= Data extracts =

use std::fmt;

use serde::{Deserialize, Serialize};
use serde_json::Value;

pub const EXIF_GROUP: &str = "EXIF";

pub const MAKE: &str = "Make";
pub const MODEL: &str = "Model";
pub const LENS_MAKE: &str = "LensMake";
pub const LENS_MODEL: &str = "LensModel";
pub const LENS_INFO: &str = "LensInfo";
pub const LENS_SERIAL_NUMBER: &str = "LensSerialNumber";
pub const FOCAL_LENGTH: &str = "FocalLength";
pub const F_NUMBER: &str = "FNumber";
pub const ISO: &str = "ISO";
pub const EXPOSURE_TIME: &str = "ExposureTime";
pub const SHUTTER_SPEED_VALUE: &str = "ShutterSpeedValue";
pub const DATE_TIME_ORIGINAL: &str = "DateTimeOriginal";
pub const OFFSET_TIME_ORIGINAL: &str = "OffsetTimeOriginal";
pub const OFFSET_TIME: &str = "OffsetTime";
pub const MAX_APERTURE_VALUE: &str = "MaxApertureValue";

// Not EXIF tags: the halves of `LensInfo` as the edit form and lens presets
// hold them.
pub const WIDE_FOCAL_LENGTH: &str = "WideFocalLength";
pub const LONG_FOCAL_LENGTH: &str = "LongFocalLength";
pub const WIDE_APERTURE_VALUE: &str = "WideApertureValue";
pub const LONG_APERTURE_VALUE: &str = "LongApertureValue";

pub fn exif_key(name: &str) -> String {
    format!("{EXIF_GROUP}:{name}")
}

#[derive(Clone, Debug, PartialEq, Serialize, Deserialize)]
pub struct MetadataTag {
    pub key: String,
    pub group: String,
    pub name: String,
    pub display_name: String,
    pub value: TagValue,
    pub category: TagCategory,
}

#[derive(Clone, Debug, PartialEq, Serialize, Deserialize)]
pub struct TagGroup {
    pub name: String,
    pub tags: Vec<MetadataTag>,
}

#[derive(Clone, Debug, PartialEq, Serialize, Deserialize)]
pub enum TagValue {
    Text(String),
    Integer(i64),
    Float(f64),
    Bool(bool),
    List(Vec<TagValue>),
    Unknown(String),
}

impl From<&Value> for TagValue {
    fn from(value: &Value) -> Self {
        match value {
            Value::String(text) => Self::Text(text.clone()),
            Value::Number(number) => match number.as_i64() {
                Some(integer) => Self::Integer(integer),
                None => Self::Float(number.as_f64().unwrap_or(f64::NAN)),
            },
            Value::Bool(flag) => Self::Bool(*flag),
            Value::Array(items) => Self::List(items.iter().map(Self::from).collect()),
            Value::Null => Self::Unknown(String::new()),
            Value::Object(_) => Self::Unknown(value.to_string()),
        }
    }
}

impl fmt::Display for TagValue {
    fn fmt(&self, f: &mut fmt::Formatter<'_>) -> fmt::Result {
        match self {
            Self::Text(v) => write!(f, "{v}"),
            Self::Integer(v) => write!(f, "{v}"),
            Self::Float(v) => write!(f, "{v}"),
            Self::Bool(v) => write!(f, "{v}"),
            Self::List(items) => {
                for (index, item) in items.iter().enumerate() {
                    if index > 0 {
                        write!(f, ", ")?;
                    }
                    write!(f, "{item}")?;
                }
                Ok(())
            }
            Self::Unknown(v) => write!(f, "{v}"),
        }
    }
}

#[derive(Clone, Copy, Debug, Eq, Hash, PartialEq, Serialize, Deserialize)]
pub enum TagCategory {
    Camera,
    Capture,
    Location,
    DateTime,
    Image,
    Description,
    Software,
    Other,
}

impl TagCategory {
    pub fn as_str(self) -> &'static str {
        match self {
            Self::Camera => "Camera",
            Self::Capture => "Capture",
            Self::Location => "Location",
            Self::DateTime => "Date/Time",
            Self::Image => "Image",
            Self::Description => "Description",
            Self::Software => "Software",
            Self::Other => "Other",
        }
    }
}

= What you have to do =
Retrieve each line of the data in which the word "LensInfo" can be found.

= Exercise answer =
pub const LENS_INFO: &str = "LensInfo";
// Not EXIF tags: the halves of `LensInfo` as the edit form and lens presets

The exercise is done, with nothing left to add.